Savchenko’s defence lawyers report that irrefutable evidence of Nadiya Savchenko’s innocence has been lodged with the court.  In fact, however, ample proof that Savchenko was nowhere near the place where two Russian journalists died on June 17 was submitted to the court before the last hearing at which Judge Yury Pasyunin rejected Savchenko’s appeal against her detention. 

At that same hearing, defence lawyer Mark Feygin pointed out that the prosecution is obliged to present material directly incriminating the defendant.  The investigators are continuing to claim that such material exists, but, unlike Savchenko defence, have failed to come up with it.  The prosecution has, however, attempted to block inclusion in the case of material proving that Savchenko has an alibi

Ukraine’s parliament has now formally nominated Nadiya Savchenko as delegate to the Parliamentary Assembly of the Council of Europe.  The next session of this body, which Russia is also a member of, is scheduled to begin on Jan 26. 
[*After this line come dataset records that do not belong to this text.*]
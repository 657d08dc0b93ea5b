//! Text search configuration catalog.
//!
//! This crate maintains the per-configuration token-to-dictionary map and the
//! textual option lists attached to configurations and dictionaries.
//!
//! # Components
//!
//! - [`options::codec`]: reproducible text form of an option list
//! - [`options::ConfigurationOptionsEditor`]: incremental set/reset of options
//! - [`token_types::TokenTypeResolver`]: token type names to parser ids
//! - [`mapping::MappingEditor`]: add, override, replace and drop mappings
//! - [`catalog::TextSearchCatalog`]: persistent catalog over a `KVStore`

pub mod catalog;
pub mod config;
pub mod error;
pub mod mapping;
pub mod options;
pub mod token_types;

pub use catalog::{
    AlterConfiguration, AlterOutcome, ConfigurationRecord, ConfigurationSource, DictionaryRecord,
    TextSearchCatalog,
};
pub use config::CatalogConfig;
pub use error::{CatalogError, ObjectKind, Result};
pub use mapping::{
    DictionaryResolver, KvMappingStore, MappingEditor, MappingEntry, MappingOutcome,
    MappingStore, MappingTarget,
};
pub use options::{
    AcceptAll, ConfigurationOptionsEditor, FormatError, KnownKeys, OptionChange, OptionEntry,
    OptionList, OptionValidator,
};
pub use token_types::{
    LexicalCategoryProvider, StaticCategoryProvider, TokenCategory, TokenTypeResolver,
};

/// Numeric identifier of a catalog object (configuration, dictionary, parser).
pub type ObjectId = u32;

/// Numeric identifier of a token type, as reported by a parser.
pub type TokenTypeId = i32;
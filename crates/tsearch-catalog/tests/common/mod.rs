#![allow(dead_code)]

use std::sync::Arc;

use tsearch_catalog::token_types::DEFAULT_PARSER_ID;
use tsearch_catalog::{ConfigurationSource, ObjectId, TextSearchCatalog};
use tsearch_kv::MemoryKV;

/// Test tracing to stderr, filtered by `RUST_LOG`.
pub fn init_test_tracing() {
    let subscriber = tracing_subscriber::fmt()
        .with_env_filter(tracing_subscriber::EnvFilter::from_default_env())
        .with_writer(std::io::stderr)
        .finish();
    let _ = tracing::subscriber::set_global_default(subscriber);
}

/// Dictionary ids of [`seeded_catalog`].
pub struct Dictionaries {
    pub english_stem: ObjectId,
    pub simple: ObjectId,
    pub synonym: ObjectId,
}

/// A catalog with three dictionaries and an empty `english` configuration on
/// the default parser.
pub fn seeded_catalog() -> (TextSearchCatalog<MemoryKV>, Dictionaries) {
    init_test_tracing();
    let catalog = TextSearchCatalog::new(Arc::new(MemoryKV::new()));
    let dictionaries = Dictionaries {
        english_stem: catalog
            .define_dictionary("english_stem", "snowball", &[])
            .expect("define english_stem"),
        simple: catalog
            .define_dictionary("simple", "simple", &[])
            .expect("define simple"),
        synonym: catalog
            .define_dictionary("synonym", "synonym", &[])
            .expect("define synonym"),
    };
    catalog
        .define_configuration("english", ConfigurationSource::Parser(DEFAULT_PARSER_ID), &[])
        .expect("define english");
    (catalog, dictionaries)
}

/// `(token_type, seq_no, dict_id)` rows of a configuration.
pub fn rows(catalog: &TextSearchCatalog<MemoryKV>, name: &str) -> Vec<(i32, i32, ObjectId)> {
    catalog
        .mappings(name)
        .expect("mappings")
        .into_iter()
        .map(|entry| (entry.token_type, entry.seq_no, entry.dict_id))
        .collect()
}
Russia may well try to object saying that 33-year-old Savchenko was elected MP (at the October 26 parliamentary elections) after being arrested and charged in Russia.  This is certainly true, however as a military pilot and volunteer in the Aidar Battalion, she was also taken prisoner by Kremlin-backed militants in the Luhansk region of Ukraine before being abducted to Russia to face highly questionable charges. 

Despite Savchenko’s own emphatic statement backed by a video of her interrogation by the militants on June 20, in which it is quite clear that she has been captured in the Luhansk oblast, Russia is continuing to maintain that she entered Russia ‘voluntarily’, pretending to be a refugee, and was arrested after being stopped in a routine check.

They have even suggested that she might face an extra charge of ‘illegally crossing the border’.

Savchenko recently recognized the current head of the Luhansk ‘republic’ Igor Plotnitsky has having been one of the men who abducted her.  She has stated categorically that she was taken to Russia by force, in handcuffs and with a bag over her head. 

There have been numerous statements of concern from representatives of the EU, US State Department and others over Savchenko’s continued imprisonment.  She has been declared a political prisoner by the authoritative Memorial Human Rights Centre.

There is no evidence at all to back the prosecution’s assertion that Savchenko was complicit in the killing of two journalists from the Russian Pyervy Kanal.  Igor Kornelyuk and his sound engineer  Anton Voloshin died after being caught in shellfire while travelling close to militants of the self-proclaimed Luhansk people’s republic.  Despite immediate reactions from Russia’s Foreign Ministry and government-controlled media, there is nothing at all to indicate that the two men were in any way ‘targeted’.